Extracted information: Begin
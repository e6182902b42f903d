//! B+Tree index implementation for persistent on-disk indexes.
//!
//! This crate provides a page-based B+Tree structure that integrates with
//! the database's buffer pool for efficient key-based lookups.

mod node;
mod page;

pub use node::{BTreeNode, NodeType};
pub use page::IndexPage;

use std::fs::{File, OpenOptions};
use std::io::{Read, Seek, SeekFrom, Write};
use std::path::Path;

use bincode::config::{self, Config};
use bincode::serde::{decode_from_slice, encode_to_vec};
use catalog::IndexId;
use common::{DbError, DbResult, PageId, RecordId};
use storage::PAGE_SIZE;
use types::Value;

fn bincode_config() -> impl Config {
    config::legacy()
}

/// Maximum children per internal node / entries per leaf node.
const FANOUT: usize = 64;

/// A persistent B+Tree index that stores key-value pairs on disk.
///
/// Keys are `Vec<Value>` (supporting composite keys) and values are `RecordId`
/// pointing to rows in the heap table.
#[derive(Debug)]
pub struct BTreeIndex {
    /// The index identifier from the catalog
    pub index_id: IndexId,
    /// Root page ID (0 for a new/empty index)
    root_page_id: PageId,
    /// The underlying file for this index
    file: File,
    /// Number of pages currently allocated
    num_pages: u64,
}

impl BTreeIndex {
    /// Create a new B+Tree index file at the given path.
    pub fn create(path: &Path, index_id: IndexId) -> DbResult<Self> {
        let file = OpenOptions::new()
            .read(true)
            .write(true)
            .create(true)
            .truncate(true)
            .open(path)?;

        let mut index = Self {
            index_id,
            root_page_id: PageId(0),
            file,
            num_pages: 0,
        };

        // Allocate the root page as an empty leaf
        let root_page = index.allocate_page()?;
        let root_node = BTreeNode::new_leaf();
        index.write_node(root_page, &root_node)?;
        index.root_page_id = root_page;

        Ok(index)
    }

    /// Open an existing B+Tree index file.
    pub fn open(path: &Path, index_id: IndexId) -> DbResult<Self> {
        if !path.exists() {
            return Err(DbError::Storage(format!(
                "index file does not exist: {}",
                path.display()
            )));
        }

        let file = OpenOptions::new()
            .read(true)
            .write(true)
            .truncate(false)
            .open(path)?;

        let file_len = file.metadata()?.len();
        let num_pages = file_len / PAGE_SIZE as u64;

        if num_pages == 0 {
            return Err(DbError::Storage("index file is empty".into()));
        }

        // Root is always page 0
        Ok(Self {
            index_id,
            root_page_id: PageId(0),
            file,
            num_pages,
        })
    }

    /// Search for all RecordIds matching the given key.
    pub fn search(&mut self, key: &[Value]) -> DbResult<Vec<RecordId>> {
        let leaf_page_id = self.find_leaf(key)?;
        let leaf = self.read_node(leaf_page_id)?;

        match leaf {
            BTreeNode::Leaf { entries, .. } => {
                let mut results = Vec::new();
                for (k, rid) in &entries {
                    if k == key {
                        results.push(*rid);
                    }
                }
                Ok(results)
            }
            BTreeNode::Internal { .. } => {
                Err(DbError::Storage("find_leaf returned non-leaf node".into()))
            }
        }
    }

    /// Search for all RecordIds within the given key range (inclusive).
    pub fn range_scan(
        &mut self,
        low: Option<&[Value]>,
        high: Option<&[Value]>,
    ) -> DbResult<Vec<RecordId>> {
        // Find the starting leaf
        let start_key = low.unwrap_or(&[]);
        let mut leaf_page_id = self.find_leaf(start_key)?;
        let mut results = Vec::new();

        loop {
            let leaf = self.read_node(leaf_page_id)?;

            match leaf {
                BTreeNode::Leaf { entries, next_leaf } => {
                    for (k, rid) in &entries {
                        // Check lower bound
                        if let Some(lo) = low {
                            if k.as_slice() < lo {
                                continue;
                            }
                        }
                        // Check upper bound
                        if let Some(hi) = high {
                            if k.as_slice() > hi {
                                // Past upper bound, we're done
                                return Ok(results);
                            }
                        }
                        results.push(*rid);
                    }

                    // Move to next leaf if exists
                    match next_leaf {
                        Some(next) => leaf_page_id = next,
                        None => break,
                    }
                }
                BTreeNode::Internal { .. } => {
                    return Err(DbError::Storage("expected leaf node in range scan".into()));
                }
            }
        }

        Ok(results)
    }

    /// Insert a key-value pair into the index.
    pub fn insert(&mut self, key: Vec<Value>, rid: RecordId) -> DbResult<()> {
        let result = self.insert_recursive(self.root_page_id, key, rid)?;

        if let Some((new_key, new_child_page)) = result {
            // Root was split, create new root
            let new_root_page = self.allocate_page()?;
            let new_root = BTreeNode::Internal {
                keys: vec![new_key],
                children: vec![self.root_page_id, new_child_page],
            };
            self.write_node(new_root_page, &new_root)?;
            self.root_page_id = new_root_page;
        }

        Ok(())
    }

    /// Delete a key-value pair from the index.
    pub fn delete(&mut self, key: &[Value], rid: RecordId) -> DbResult<bool> {
        let leaf_page_id = self.find_leaf(key)?;
        let mut leaf = self.read_node(leaf_page_id)?;

        match &mut leaf {
            BTreeNode::Leaf { entries, .. } => {
                let original_len = entries.len();
                entries.retain(|(k, r)| !(k == key && r == &rid));
                let deleted = entries.len() < original_len;

                if deleted {
                    self.write_node(leaf_page_id, &leaf)?;
                }

                Ok(deleted)
            }
            BTreeNode::Internal { .. } => {
                Err(DbError::Storage("find_leaf returned non-leaf node".into()))
            }
        }
    }

    /// Returns all entries in the index (for debugging/testing).
    pub fn scan_all(&mut self) -> DbResult<Vec<(Vec<Value>, RecordId)>> {
        self.range_scan(None, None)?;

        // Find leftmost leaf
        let mut page_id = self.root_page_id;
        loop {
            let node = self.read_node(page_id)?;
            match node {
                BTreeNode::Internal { children, .. } => {
                    page_id = *children
                        .first()
                        .ok_or_else(|| DbError::Storage("internal node has no children".into()))?;
                }
                BTreeNode::Leaf { .. } => break,
            }
        }

        // Scan all leaves
        let mut results = Vec::new();
        loop {
            let leaf = self.read_node(page_id)?;
            match leaf {
                BTreeNode::Leaf { entries, next_leaf } => {
                    for (k, rid) in entries {
                        results.push((k, rid));
                    }
                    match next_leaf {
                        Some(next) => page_id = next,
                        None => break,
                    }
                }
                BTreeNode::Internal { .. } => {
                    return Err(DbError::Storage("expected leaf in scan".into()));
                }
            }
        }

        Ok(results)
    }

    /// Flush any pending writes to disk.
    pub fn flush(&mut self) -> DbResult<()> {
        self.file.flush()?;
        Ok(())
    }

    // ---- Private helpers ----

    /// Find the leaf page that should contain the given key.
    fn find_leaf(&mut self, key: &[Value]) -> DbResult<PageId> {
        let mut current = self.root_page_id;

        loop {
            let node = self.read_node(current)?;

            match node {
                BTreeNode::Internal { keys, children } => {
                    // Binary search for the child to follow
                    let idx = keys.partition_point(|k| k.as_slice() <= key);
                    current = children[idx];
                }
                BTreeNode::Leaf { .. } => {
                    return Ok(current);
                }
            }
        }
    }

    /// Recursively insert into the tree, returning a split key and new page if split occurred.
    fn insert_recursive(
        &mut self,
        page_id: PageId,
        key: Vec<Value>,
        rid: RecordId,
    ) -> DbResult<Option<(Vec<Value>, PageId)>> {
        let node = self.read_node(page_id)?;

        match node {
            BTreeNode::Internal { keys, children } => {
                // Find child to insert into
                let idx = keys.partition_point(|k| k.as_slice() <= key.as_slice());
                let child_page = children[idx];

                // Recurse
                let split_result = self.insert_recursive(child_page, key, rid)?;

                if let Some((new_key, new_child)) = split_result {
                    // Child was split, insert the new key and child
                    let mut new_keys = keys;
                    let mut new_children = children;
                    new_keys.insert(idx, new_key);
                    new_children.insert(idx + 1, new_child);

                    // Check if this node needs to split
                    if new_keys.len() > Self::max_internal_keys() {
                        let (left, split_key, right) =
                            self.split_internal(new_keys, new_children)?;
                        self.write_node(page_id, &left)?;
                        let right_page = self.allocate_page()?;
                        self.write_node(right_page, &right)?;
                        return Ok(Some((split_key, right_page)));
                    } else {
                        let updated = BTreeNode::Internal {
                            keys: new_keys,
                            children: new_children,
                        };
                        self.write_node(page_id, &updated)?;
                    }
                }

                Ok(None)
            }
            BTreeNode::Leaf {
                mut entries,
                next_leaf,
            } => {
                // Insert in sorted order
                let idx = entries.partition_point(|(k, _)| k.as_slice() <= key.as_slice());
                entries.insert(idx, (key, rid));

                // Check if leaf needs to split
                if entries.len() > Self::max_leaf_entries() {
                    let (left, right, split_key) = self.split_leaf(entries, next_leaf)?;
                    self.write_node(page_id, &left)?;
                    let right_page = self.allocate_page()?;

                    // Update left's next_leaf to point to right
                    if let BTreeNode::Leaf {
                        entries: left_entries,
                        ..
                    } = &left
                    {
                        let updated_left = BTreeNode::Leaf {
                            entries: left_entries.clone(),
                            next_leaf: Some(right_page),
                        };
                        self.write_node(page_id, &updated_left)?;
                    }

                    self.write_node(right_page, &right)?;
                    return Ok(Some((split_key, right_page)));
                }

                let updated = BTreeNode::Leaf { entries, next_leaf };
                self.write_node(page_id, &updated)?;
                Ok(None)
            }
        }
    }

    fn split_leaf(
        &self,
        entries: Vec<(Vec<Value>, RecordId)>,
        original_next: Option<PageId>,
    ) -> DbResult<(BTreeNode, BTreeNode, Vec<Value>)> {
        let mid = entries.len() / 2;
        let (left_entries, right_entries) = entries.split_at(mid);

        let split_key = right_entries
            .first()
            .map(|(k, _)| k.clone())
            .ok_or_else(|| DbError::Storage("split produced empty right leaf".into()))?;

        let left = BTreeNode::Leaf {
            entries: left_entries.to_vec(),
            next_leaf: None, // Will be updated by caller
        };

        let right = BTreeNode::Leaf {
            entries: right_entries.to_vec(),
            next_leaf: original_next,
        };

        Ok((left, right, split_key))
    }

    fn split_internal(
        &self,
        keys: Vec<Vec<Value>>,
        children: Vec<PageId>,
    ) -> DbResult<(BTreeNode, Vec<Value>, BTreeNode)> {
        let mid = keys.len() / 2;

        let left_keys: Vec<_> = keys[..mid].to_vec();
        let left_children: Vec<_> = children[..=mid].to_vec();

        let split_key = keys[mid].clone();

        let right_keys: Vec<_> = keys[mid + 1..].to_vec();
        let right_children: Vec<_> = children[mid + 1..].to_vec();

        let left = BTreeNode::Internal {
            keys: left_keys,
            children: left_children,
        };

        let right = BTreeNode::Internal {
            keys: right_keys,
            children: right_children,
        };

        Ok((left, split_key, right))
    }

    fn max_leaf_entries() -> usize {
        FANOUT
    }

    fn max_internal_keys() -> usize {
        FANOUT
    }

    fn allocate_page(&mut self) -> DbResult<PageId> {
        let page_id = PageId(self.num_pages);
        self.num_pages += 1;

        // Extend the file
        let offset = page_id.0 * PAGE_SIZE as u64;
        self.file.seek(SeekFrom::Start(offset))?;
        self.file.write_all(&[0u8; PAGE_SIZE])?;

        Ok(page_id)
    }

    fn read_node(&mut self, page_id: PageId) -> DbResult<BTreeNode> {
        let offset = page_id.0 * PAGE_SIZE as u64;
        self.file.seek(SeekFrom::Start(offset))?;

        let mut buffer = vec![0u8; PAGE_SIZE];
        self.file.read_exact(&mut buffer)?;

        let (node, _): (BTreeNode, usize) = decode_from_slice(&buffer, bincode_config())
            .map_err(|e| DbError::Storage(format!("failed to decode btree node: {e}")))?;

        Ok(node)
    }

    fn write_node(&mut self, page_id: PageId, node: &BTreeNode) -> DbResult<()> {
        let bytes = encode_to_vec(node, bincode_config())
            .map_err(|e| DbError::Storage(format!("failed to encode btree node: {e}")))?;

        if bytes.len() > PAGE_SIZE {
            return Err(DbError::Storage(format!(
                "btree node too large: {} bytes (max {})",
                bytes.len(),
                PAGE_SIZE
            )));
        }

        let mut buffer = vec![0u8; PAGE_SIZE];
        buffer[..bytes.len()].copy_from_slice(&bytes);

        let offset = page_id.0 * PAGE_SIZE as u64;
        self.file.seek(SeekFrom::Start(offset))?;
        self.file.write_all(&buffer)?;

        Ok(())
    }
}

#[cfg(test)]
mod tests;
Extracted information: End
Exercise instructions>
When a line in the data holds the word "deleted", show that line.

Output for this task>
                let deleted = entries.len() < original_len;
                if deleted {
                Ok(deleted)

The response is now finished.